— THE PROBLEM —
The required result is an exact copy of the material from the line with "pub const WALKER_MUZZLE_HEIGHT: f64 = 1.5;" through its final line, both ends included.

___ DATA

//! Simulation constants and tuning parameters.

/// Nominal host frame rate (Hz).
pub const TICK_RATE: u32 = 60;

/// Seconds per tick at the nominal rate.
pub const DT: f64 = 1.0 / TICK_RATE as f64;

// --- Progression ---

/// Seconds to travel between two cover stops.
pub const DEFAULT_MOVE_DURATION_SECS: f64 = 2.0;

/// Minimum number of rail stops: the pre-combat start and one combat stop.
pub const MIN_STOP_COUNT: usize = 2;

// --- Player ---

pub const PLAYER_MAX_HEALTH: i32 = 100;

/// Post-hit invulnerability window.
pub const PLAYER_INVULNERABILITY_SECS: f64 = 0.1;

/// Horizontal radius of the player collider.
pub const PLAYER_COLLIDER_RADIUS: f64 = 0.4;

/// Collider center height above the rail while standing.
pub const PLAYER_CENTER_HEIGHT: f64 = 1.6;

/// Camera offset while standing.
pub const PLAYER_STAND_OFFSET: f64 = 0.0;

/// Camera offset while ducked in cover.
pub const PLAYER_DUCK_OFFSET: f64 = -1.0;

// --- Player weapon ---

pub const WEAPON_MAX_AMMO: u32 = 12;
pub const WEAPON_RELOAD_SECS: f64 = 2.0;
pub const WEAPON_DAMAGE: i32 = 20;
pub const SCORE_PER_HIT: u32 = 10;

// --- Encounter timer ---

pub const TIMER_TOTAL_SECS: f64 = 30.0;
pub const WAVE_CLEAR_BONUS_SECS: f64 = 10.0;

// --- Enemies ---

/// Delay between a combatant's death notification and its removal.
pub const COMBATANT_REMOVAL_GRACE_SECS: f64 = 0.1;

/// Smallest allowed miss displacement, so tiny colliders still miss cleanly.
pub const MISS_OFFSET_FLOOR: f64 = 0.1;

// --- Boss stage ---

/// Weak-point destructions needed to defeat a boss.
pub const BOSS_MAX_HEALTH: i32 = 10;

/// Boss damage dealt by each destroyed weak point.
pub const WEAK_POINT_BOSS_DAMAGE: i32 = 1;

pub const WEAK_POINT_MAX_HEALTH: i32 = 40;

/// Delay before a destroyed weak point grows back.
pub const WEAK_POINT_RESPAWN_SECS: f64 = 3.0;

// --- Projectiles ---

/// Failsafe projectile lifetime.
pub const PROJECTILE_LIFETIME_SECS: f64 = 10.0;

/// Projectile is removed once `dot(to_player, direction)` drops below this.
pub const PROJECTILE_PASSED_DOT: f64 = -0.1;

// --- Walker (baseline enemy) ---

pub const WALKER_MAX_HEALTH: i32 = 100;
/// Shots per second.
pub const WALKER_FIRE_RATE: f64 = 1.0;
pub const WALKER_PROJECTILE_SPEED: f64 = 5.0;
pub const WALKER_PROJECTILE_RADIUS: f64 = 0.1;
pub const WALKER_PROJECTILE_DAMAGE: i32 = 10;
/// Hit chance points gained per second while the player is visible.
pub const WALKER_HIT_CHANCE_GAIN: f64 = 10.0;
/// Hit chance points lost per second while the player is hidden.
pub const WALKER_HIT_CHANCE_LOSS: f64 = 20.0;
pub const WALKER_MAX_HIT_CHANCE: f64 = 90.0;
pub const WALKER_MUZZLE_HEIGHT: f64 = 1.5;
/// Padding beyond player + projectile radii that guarantees a miss clears.
pub const MISS_BUFFER: f64 = 0.5;
/// Maximum miss distance as a multiple of the minimum.
pub const MISS_RANGE_MULTIPLIER: f64 = 3.0;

______

— EXERCISE ANSWER —
pub const WALKER_MUZZLE_HEIGHT: f64 = 1.5;
/// Padding beyond player + projectile radii that guarantees a miss clears.
pub const MISS_BUFFER: f64 = 0.5;
/// Maximum miss distance as a multiple of the minimum.
pub const MISS_RANGE_MULTIPLIER: f64 = 3.0;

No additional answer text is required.